Postby Silhouette » Fri Oct 05, 2018 8:36 pm

I've been trying to understand the way religious people come to believe in their religion.

It seems to be traditional for either side of this story to frame the other side in their own side's terms rather than the other way around, and this appears to be getting nowhere beyond providing entertainment and reinforcing each side's view that they already hold. Very very occasionally you see a half-baked attempt to represent the other's side in fairer terms, but it's usually patronising and only a token gesture before they revert to pushing their own side just as before. I'm trying my best to do it properly here.

Is it fair to say that believers think in terms of types and non-believers in terms of tokens?

Often you hear atheists arguing that specific things in religion when read literally are absurd, could not have occurred, are not scientifically possible etc. and the religious will call a straw man. Is it then the case that the religious are instead looking at the kinds of things you come across in their texts and teachings? That the meaning behind what is being said is relatable and that is the truth that they are finding rather than the literal specifics? That would explain why they respond to the morals behind the events, behaviours and consequences that the religion lays out. The morals, how the stories make you think and feel - that is what is being said to be true to the world and what seems to result in more preferable ways of living, no?

Yes there's slavery, rapes and tribalistic murder, and of course that's not what's being communicated as moral, it's the lessons behind what merely happens to be the social norms at the time the text was written - I've often come across religious thinkers arguing that the texts had to be relevant to the times in order to gain traction. The literal atheist is obviously right to point out that many of the old customs have no place in modern society, and that this is a valid point about the place of ancient religions in today's context, but the metaphorical theist is also obviously right to point out that the lessons set within the old customs are still valuable within new customs.
Both are right and wrong in different ways.

You see this mismatch in contemporary popular thinkers, such as when Sam Harris debates Jordan Peterson about truth. They're talking about different ways in which to draw truth, both valid, but the paradigm is different - so they talk past each other.

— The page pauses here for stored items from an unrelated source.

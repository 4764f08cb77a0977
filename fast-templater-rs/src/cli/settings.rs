//! Settings commands implementation.

use crate::cli::args::SettingsCommands;
use crate::cli::output::Output;
use crate::error::Result;
use crate::vault::Vault;
use serde::Serialize;

#[derive(Debug, Serialize)]
pub struct SettingsPathResponse {
    pub vault: String,
    pub settings: String,
    pub exists: bool,
}

pub fn run(vault: &Vault, command: &SettingsCommands, output: &Output) -> Result<()> {
    match command {
        SettingsCommands::Show => output.print(vault.settings().get()),
        SettingsCommands::Path => {
            let path = vault.settings().storage().path();
            output.print(&SettingsPathResponse {
                vault: vault.root.to_string_lossy().to_string(),
                settings: path.to_string_lossy().to_string(),
                exists: path.is_file(),
            })
        }
    }
}
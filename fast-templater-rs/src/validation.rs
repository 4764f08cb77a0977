//! Format checks for field keys, preset ids and preset definitions.

use crate::error::{Result, TemplaterError};
use crate::types::{FrontmatterField, FrontmatterPreset};
use regex::Regex;
use std::collections::HashSet;
use std::sync::LazyLock;

static FIELD_KEY: LazyLock<Regex> =
    LazyLock::new(|| Regex::new(r"^[a-zA-Z_][a-zA-Z0-9_-]*$").unwrap());

static PRESET_ID: LazyLock<Regex> =
    LazyLock::new(|| Regex::new(r"^[a-zA-Z][a-zA-Z0-9_-]*$").unwrap());

pub const PRESET_ID_MIN_LEN: usize = 2;
pub const PRESET_ID_MAX_LEN: usize = 50;

/// Whether `key` can be used as a frontmatter field key.
pub fn is_valid_field_key(key: &str) -> bool {
    FIELD_KEY.is_match(key)
}

/// Whether `id` has the shape of a preset id (ignores uniqueness).
pub fn is_valid_preset_id(id: &str) -> bool {
    (PRESET_ID_MIN_LEN..=PRESET_ID_MAX_LEN).contains(&id.len()) && PRESET_ID.is_match(id)
}

/// Check the format of `id` and that no preset other than `exclude` uses it.
pub fn validate_preset_id(
    id: &str,
    existing: &[FrontmatterPreset],
    exclude: Option<&str>,
) -> Result<()> {
    if id.len() < PRESET_ID_MIN_LEN || id.len() > PRESET_ID_MAX_LEN {
        return Err(TemplaterError::InvalidPresetId {
            id: id.to_string(),
            message: format!(
                "must be between {} and {} characters",
                PRESET_ID_MIN_LEN, PRESET_ID_MAX_LEN
            ),
        });
    }
    if !PRESET_ID.is_match(id) {
        return Err(TemplaterError::InvalidPresetId {
            id: id.to_string(),
            message: "must start with a letter and contain only letters, digits, '-' or '_'"
                .to_string(),
        });
    }
    if existing
        .iter()
        .any(|p| p.id == id && Some(p.id.as_str()) != exclude)
    {
        return Err(TemplaterError::DuplicatePresetId(id.to_string()));
    }
    Ok(())
}

/// Reject blank preset names.
pub fn validate_preset_name(name: &str) -> Result<()> {
    if name.trim().is_empty() {
        return Err(TemplaterError::InvalidPreset {
            preset: name.to_string(),
            message: "name cannot be empty".to_string(),
        });
    }
    Ok(())
}

/// Trim option strings and drop the empty ones.
pub fn clean_options(options: &[String]) -> Vec<String> {
    options
        .iter()
        .map(|o| o.trim())
        .filter(|o| !o.is_empty())
        .map(str::to_string)
        .collect()
}

/// Validate a single field definition.
pub fn validate_field(field: &FrontmatterField) -> Result<()> {
    let label = if field.label.trim().is_empty() {
        field.key.clone()
    } else {
        field.label.clone()
    };
    let invalid = |message: &str| TemplaterError::InvalidField {
        field: label.clone(),
        message: message.to_string(),
    };

    if field.key.is_empty() {
        return Err(invalid("key cannot be empty"));
    }
    if !is_valid_field_key(&field.key) {
        return Err(invalid(
            "key must start with a letter or '_' and contain only letters, digits, '-' or '_'",
        ));
    }
    if field.label.trim().is_empty() {
        return Err(invalid("label cannot be empty"));
    }
    if field.field_type.requires_options() && clean_options(&field.options).is_empty() {
        return Err(invalid(&format!(
            "{} fields need at least one option",
            field.field_type
        )));
    }
    if field.use_templater_timestamp && field.field_type != crate::types::FieldType::Date {
        return Err(invalid("timestamp defaults are only available for date fields"));
    }
    Ok(())
}

/// Validate every field and reject duplicate keys.
pub fn validate_fields(fields: &[FrontmatterField]) -> Result<()> {
    let mut seen = HashSet::new();
    for field in fields {
        validate_field(field)?;
        if !seen.insert(field.key.as_str()) {
            return Err(TemplaterError::InvalidField {
                field: field.label.clone(),
                message: format!("duplicate key '{}'", field.key),
            });
        }
    }
    Ok(())
}

#[cfg(test)]
mod tests {
    use super::*;
    use crate::types::FieldType;

    fn preset(id: &str) -> FrontmatterPreset {
        FrontmatterPreset {
            id: id.to_string(),
            name: id.to_string(),
            fields: Vec::new(),
            description: None,
        }
    }

    #[test]
    fn test_field_keys() {
        assert!(is_valid_field_key("title"));
        assert!(is_valid_field_key("_private"));
        assert!(is_valid_field_key("due-date_2"));
        assert!(!is_valid_field_key("2nd"));
        assert!(!is_valid_field_key("has space"));
        assert!(!is_valid_field_key(""));
    }

    #[test]
    fn test_preset_id_format() {
        assert!(is_valid_preset_id("ab"));
        assert!(is_valid_preset_id("project-template"));
        assert!(!is_valid_preset_id("a"));
        assert!(!is_valid_preset_id("-leading"));
        assert!(!is_valid_preset_id("9lives"));
        assert!(!is_valid_preset_id(&"a".repeat(51)));
        assert!(is_valid_preset_id(&"a".repeat(50)));
    }

    #[test]
    fn test_validate_preset_id_uniqueness() {
        let existing = vec![preset("meeting")];
        assert!(matches!(
            validate_preset_id("meeting", &existing, None),
            Err(TemplaterError::DuplicatePresetId(_))
        ));
        assert!(validate_preset_id("meeting", &existing, Some("meeting")).is_ok());
        assert!(validate_preset_id("journal", &existing, None).is_ok());
    }

    #[test]
    fn test_select_requires_options() {
        let field = FrontmatterField::new("status", FieldType::Select, "Status")
            .with_options(["  ", ""]);
        let err = validate_field(&field).unwrap_err();
        assert!(err.to_string().contains("Status"));

        let field = field.with_options(["draft"]);
        assert!(validate_field(&field).is_ok());
    }

    #[test]
    fn test_timestamp_only_on_dates() {
        let field = FrontmatterField::new("title", FieldType::Text, "Title").with_templater_timestamp();
        assert!(validate_field(&field).is_err());
    }

    #[test]
    fn test_duplicate_keys_rejected() {
        let fields = vec![
            FrontmatterField::new("title", FieldType::Text, "Title"),
            FrontmatterField::new("title", FieldType::Text, "Other title"),
        ];
        assert!(validate_fields(&fields).is_err());
    }
}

Does JP believe in God? He never seems to answer this question to Sam's satisfaction or to the satisfaction of atheists alike. He's answering it in terms of stories and "types" of truth. Sam and other atheists want specifics about believing that a God is a Being that exists "out there" in the world in some kind of detectable way. I imagine the answer to that requirement in atheist terms would be "no", although it would be phrased as "not exactly" in theist terms. It's not as though God doesn't exist at all "out there" in the world in some kind of detectable way, because in a way He does, but not in the same way as matter, energy and forces do in science. God won't have a specific temperature or mass etc. but that which is being identified as His effect is detectable to humans in a way that at least appears to be just as ubiquitous and eternal as any scientific law because as the religious point out - the morals appear to be valuable in ancient and modern contexts alike, and there's no reason to believe that this will change in future.

Am I on the right track here with my distinction between type-truth and token-truth?

Is one more valid than the other? I think it depends on your values. I've been an atheist for as long as I can remember because I value specifics and drawing patterns from literal detail only in order to maximise accuracy in prediction in the most objective way possible. I imagine that theists are looking more to ethical decisions to guide the tendencies in how they act towards more preferable outcomes according to what they want from life. If so, the theist is in a way more engaged "in the world" than the atheist who is standing back from the world first before engaging themselves with it. I would presume that this is a similar difference between continental and analytical philosophical schools of thought, where the poets see the trees more than the wood, and the mathematicians see the wood more than the trees.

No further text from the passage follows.